Back at the race course proper, I give my friends a quick lesson in betting. My system is to make a list of favorites and medium outsiders, eliminate the ones whose odds seem too short and then play a trifecta combination - a set of six gets covering the top three in any order. I know absolutely nothing about horses, but the strategy has paid off in the past. Not so long ago I won 1,350 euros ($1,870) on a single race.

Trina, Siggi and I get in line behind an old lady with a walker, two guys with tattoos on their necks, and what looks to be someone's trophy wife playing with her mobile phone. Then we place our bets and head off to watch the action.

The 2,400-meter (7,900-foot) oval grass track is surrounded by forest, the standing room section is crowded but not unpleasantly packed, and we're enjoying some spectacular spring weather. On a day like this, Hoppegarten is about as close to idyllic as you're ever likely to get at an establishment whose raison d'etre is gambling.

Hoppegarten racetrack, Copyright: galoppfoto.de
A sunny day at Hoppegarten almost makes you wish you were a horseImage: galoppfoto.de

The gates open, the horses take off, and the old adage about beginners and luck proves true. Siggi's three horses break away on the home stretch and finish well ahead of the pack. This 13-year-old has just won the first racing bet he's ever placed. His parents and I joke that this probably isn't the best thing for his development.

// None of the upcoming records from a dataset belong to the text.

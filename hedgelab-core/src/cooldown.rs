//! Cooldown tracker: suppresses reopening a leg right after a close.

use serde::{Deserialize, Serialize};

use crate::domain::{RecentCloseEvent, Side};

#[derive(Debug, Clone, Copy, PartialEq, Serialize, Deserialize)]
pub enum CooldownStatus {
    Clear,
    Active {
        /// Side of the close that started the cooldown, if recognised.
        side: Option<Side>,
        elapsed_secs: f64,
        window_secs: u64,
    },
}

impl CooldownStatus {
    pub fn is_active(&self) -> bool {
        matches!(self, CooldownStatus::Active { .. })
    }

    /// Human-readable note for the decision reason.
    pub fn describe(&self) -> Option<String> {
        match self {
            CooldownStatus::Clear => None,
            CooldownStatus::Active {
                side,
                elapsed_secs,
                window_secs,
            } => {
                let side = side.map_or("unknown", |s| s.as_str());
                Some(format!(
                    "{side} side closed {elapsed_secs:.1}s ago (cooldown {window_secs}s)"
                ))
            }
        }
    }
}

/// Report the first close inside the window ending at `now_millis`.
///
/// Events without a positive close time are ignored. A close time ahead of
/// `now_millis` (clock skew between backend and feed) counts as inside the
/// window.
pub fn check(events: &[RecentCloseEvent], now_millis: i64, window_secs: u64) -> CooldownStatus {
    for event in events {
        if event.close_time_millis <= 0 {
            continue;
        }
        let elapsed_secs = (now_millis - event.close_time_millis) as f64 / 1000.0;
        if elapsed_secs < window_secs as f64 {
            log::info!(
                side = event.side.map_or("unknown", |s| s.as_str()),
                elapsed_secs = elapsed_secs;
                "within cooldown after recent close"
            );
            return CooldownStatus::Active {
                side: event.side,
                elapsed_secs,
                window_secs,
            };
        }
    }
    CooldownStatus::Clear
}
//! # Recordstore
//!
//! Minimal persistence for JSON records: one file per record, one directory
//! per schema.
//!
//! ## Key Features
//!
//! - **Plain files**: `<data_root>/<schema>/<id>.json`, readable with any tool
//! - **Lazy layout**: schema directories appear on first write
//! - **Upsert**: create and update share one primitive; last write wins
//! - **Small error surface**: invalid argument, not found, internal
//!
//! ## Quick Start
//!
//! ```rust,no_run
//! use recordstore::RecordStore;
//! use serde_json::json;
//!
//! # async fn demo() -> recordstore::Result<()> {
//! let store = RecordStore::new("data");
//! store.create_item("duck", json!({"id": "a", "name": "larry"})).await?;
//! let duck = store.fetch_item("duck", "a").await?;
//! assert_eq!(duck["name"], "larry");
//! # Ok(())
//! # }
//! ```

pub mod config;
pub mod error;
pub mod record;
pub mod storage;

// Re-exports for convenience
pub use config::StoreConfig;
pub use error::{ErrorKind, Result, StoreError};
pub use record::{assign_id, record_id, Record};
pub use storage::RecordStore;
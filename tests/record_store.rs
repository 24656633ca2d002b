//! Record store behavior against a real temporary data root.

use recordstore::{ErrorKind, RecordStore, StoreConfig};
use serde_json::{json, Value};
use tempfile::tempdir;

#[tokio::test]
async fn create_then_read_back_is_deep_equal() {
    let dir = tempdir().unwrap();
    let store = RecordStore::new(dir.path());

    let duck = json!({
        "id": "a",
        "name": "larry",
        "color": "blue",
        "feathers": "15",
        "tags": ["pond", {"nested": true}],
        "weight": 1.5,
    });
    let stored = store.create_item("duck", duck.clone()).await.unwrap();
    assert_eq!(stored, duck);

    let fetched = store.fetch_item("duck", "a").await.unwrap();
    assert_eq!(fetched, duck);
}

#[tokio::test]
async fn second_create_overwrites_first() {
    let dir = tempdir().unwrap();
    let store = RecordStore::new(dir.path());

    store
        .create_item("duck", json!({"id": "a", "name": "larry"}))
        .await
        .unwrap();
    store
        .create_item("duck", json!({"id": "a", "name": "steve"}))
        .await
        .unwrap();

    let fetched = store.fetch_item("duck", "a").await.unwrap();
    assert_eq!(fetched["name"], "steve");
    assert_eq!(store.list_ids("duck").await.unwrap(), vec!["a"]);
}

#[tokio::test]
async fn update_uses_same_upsert() {
    let dir = tempdir().unwrap();
    let store = RecordStore::new(dir.path());

    // No prior file: update creates it.
    store
        .update_item("duck", json!({"id": "b", "name": "larry", "color": "blue"}))
        .await
        .unwrap();
    let updated = store
        .update_item("duck", json!({"id": "b", "name": "steve", "color": "yellow"}))
        .await
        .unwrap();
    assert_eq!(updated["color"], "yellow");

    let fetched = store.fetch_item("duck", "b").await.unwrap();
    assert_eq!(fetched["name"], "steve");
    assert_eq!(fetched["color"], "yellow");
}

#[tokio::test]
async fn empty_schema_is_invalid_regardless_of_item() {
    let dir = tempdir().unwrap();
    let store = RecordStore::new(dir.path());

    for item in [json!({"id": "a"}), Value::Null, json!({})] {
        let err = store.create_item("", item).await.unwrap_err();
        assert_eq!(err.kind(), ErrorKind::InvalidArgument);
        assert_eq!(err.kind().status_code(), 400);
    }
}

#[tokio::test]
async fn null_item_is_invalid_regardless_of_schema() {
    let dir = tempdir().unwrap();
    let store = RecordStore::new(dir.path());

    for schema in ["duck", "goose", "brand-new"] {
        let err = store.create_item(schema, Value::Null).await.unwrap_err();
        assert_eq!(err.kind(), ErrorKind::InvalidArgument);
        assert_eq!(err.message(), "expected an item");
    }
    assert!(store.list_ids("duck").await.unwrap().is_empty());
}

#[tokio::test]
async fn first_write_creates_schema_dir_and_second_reuses_it() {
    let dir = tempdir().unwrap();
    let store = RecordStore::new(dir.path().join("data"));

    store.create_item("duck", json!({"id": "a"})).await.unwrap();
    assert!(dir.path().join("data").join("duck").is_dir());

    store.create_item("duck", json!({"id": "b"})).await.unwrap();
    assert_eq!(store.list_ids("duck").await.unwrap(), vec!["a", "b"]);
}

#[tokio::test]
async fn concurrent_first_writes_both_succeed() {
    let dir = tempdir().unwrap();
    let store = RecordStore::new(dir.path());

    let mut handles = Vec::new();
    for i in 0..16 {
        let store = store.clone();
        handles.push(tokio::spawn(async move {
            store
                .create_item("duck", json!({"id": format!("d{:02}", i), "n": i}))
                .await
        }));
    }
    for handle in handles {
        handle.await.unwrap().unwrap();
    }

    let ids = store.list_ids("duck").await.unwrap();
    assert_eq!(ids.len(), 16);
    assert_eq!(ids[0], "d00");
    assert_eq!(ids[15], "d15");
}

#[tokio::test]
async fn fetch_and_delete_missing_are_not_found() {
    let dir = tempdir().unwrap();
    let store = RecordStore::new(dir.path());

    let err = store.fetch_item("duck", "not-exist").await.unwrap_err();
    assert_eq!(err.kind(), ErrorKind::NotFound);
    assert_eq!(err.kind().status_code(), 404);

    let err = store.delete_item("duck", "not-exist").await.unwrap_err();
    assert_eq!(err.kind(), ErrorKind::NotFound);
}

#[tokio::test]
async fn delete_removes_record_but_keeps_schema_dir() {
    let dir = tempdir().unwrap();
    let store = RecordStore::new(dir.path());

    store
        .create_item("duck", json!({"id": "a", "name": "larry"}))
        .await
        .unwrap();
    store.delete_item("duck", "a").await.unwrap();

    let err = store.fetch_item("duck", "a").await.unwrap_err();
    assert_eq!(err.kind(), ErrorKind::NotFound);
    assert!(dir.path().join("duck").is_dir());
    assert!(store.list_ids("duck").await.unwrap().is_empty());
}

#[tokio::test]
async fn store_from_config_uses_data_root() {
    let dir = tempdir().unwrap();
    let config = StoreConfig {
        data_root: dir.path().join("configured"),
    };
    let store = RecordStore::from_config(&config);
    assert_eq!(store.root(), config.data_root.as_path());

    store.create_item("duck", json!({"id": "a"})).await.unwrap();
    assert!(dir.path().join("configured").join("duck").join("a.json").exists());
}
//! Error types for the record store.
//!
//! The store reports a small closed set of semantic kinds. Mapping those
//! kinds to transport status codes is left to whoever sits in front of the
//! store (see [`ErrorKind::status_code`]).

use thiserror::Error;

/// Errors returned by store operations.
#[derive(Debug, Error)]
pub enum StoreError {
    /// Caller supplied a missing or malformed argument. Never retried.
    #[error("invalid argument: {0}")]
    InvalidArgument(String),

    /// The requested record does not exist.
    #[error("not found: {0}")]
    NotFound(String),

    /// Filesystem or serialization failure. Carries the underlying message.
    #[error("internal error: {0}")]
    Internal(String),
}

/// The kind of a [`StoreError`], without its message.
#[derive(Debug, Clone, Copy, PartialEq, Eq)]
pub enum ErrorKind {
    InvalidArgument,
    NotFound,
    Internal,
}

impl ErrorKind {
    /// HTTP-style status code for this kind.
    pub fn status_code(self) -> u16 {
        match self {
            ErrorKind::InvalidArgument => 400,
            ErrorKind::NotFound => 404,
            ErrorKind::Internal => 500,
        }
    }
}

impl StoreError {
    pub fn kind(&self) -> ErrorKind {
        match self {
            StoreError::InvalidArgument(_) => ErrorKind::InvalidArgument,
            StoreError::NotFound(_) => ErrorKind::NotFound,
            StoreError::Internal(_) => ErrorKind::Internal,
        }
    }

    /// The message without the kind prefix.
    pub fn message(&self) -> &str {
        match self {
            StoreError::InvalidArgument(m) | StoreError::NotFound(m) | StoreError::Internal(m) => m,
        }
    }

    pub(crate) fn invalid(msg: impl Into<String>) -> Self {
        StoreError::InvalidArgument(msg.into())
    }
}

impl From<std::io::Error> for StoreError {
    fn from(e: std::io::Error) -> Self {
        StoreError::Internal(e.to_string())
    }
}

impl From<serde_json::Error> for StoreError {
    fn from(e: serde_json::Error) -> Self {
        StoreError::Internal(e.to_string())
    }
}

pub type Result<T> = std::result::Result<T, StoreError>;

"Gambling is fun and easy," Siggi remarks as he goes to collect the 50 euros he's won.

At the end of the day, everyone except me has lost a bit of money, but as we board the train to return to the city center, no one's complaining. Even if you don't like gambling, Hoppegarten can be a really good day out.

As Buchner pointed out to me, the racetrack is almost tourist-free: The manic discount-airline fun-seekers who prevent anyone sane from enjoying significant portions of downtown Berlin have neither the time nor the energy to make it to the periphery. That has made Hoppegarten racetrack one of the most chilled-out ways to experience a bit of what Berlin really is - and was.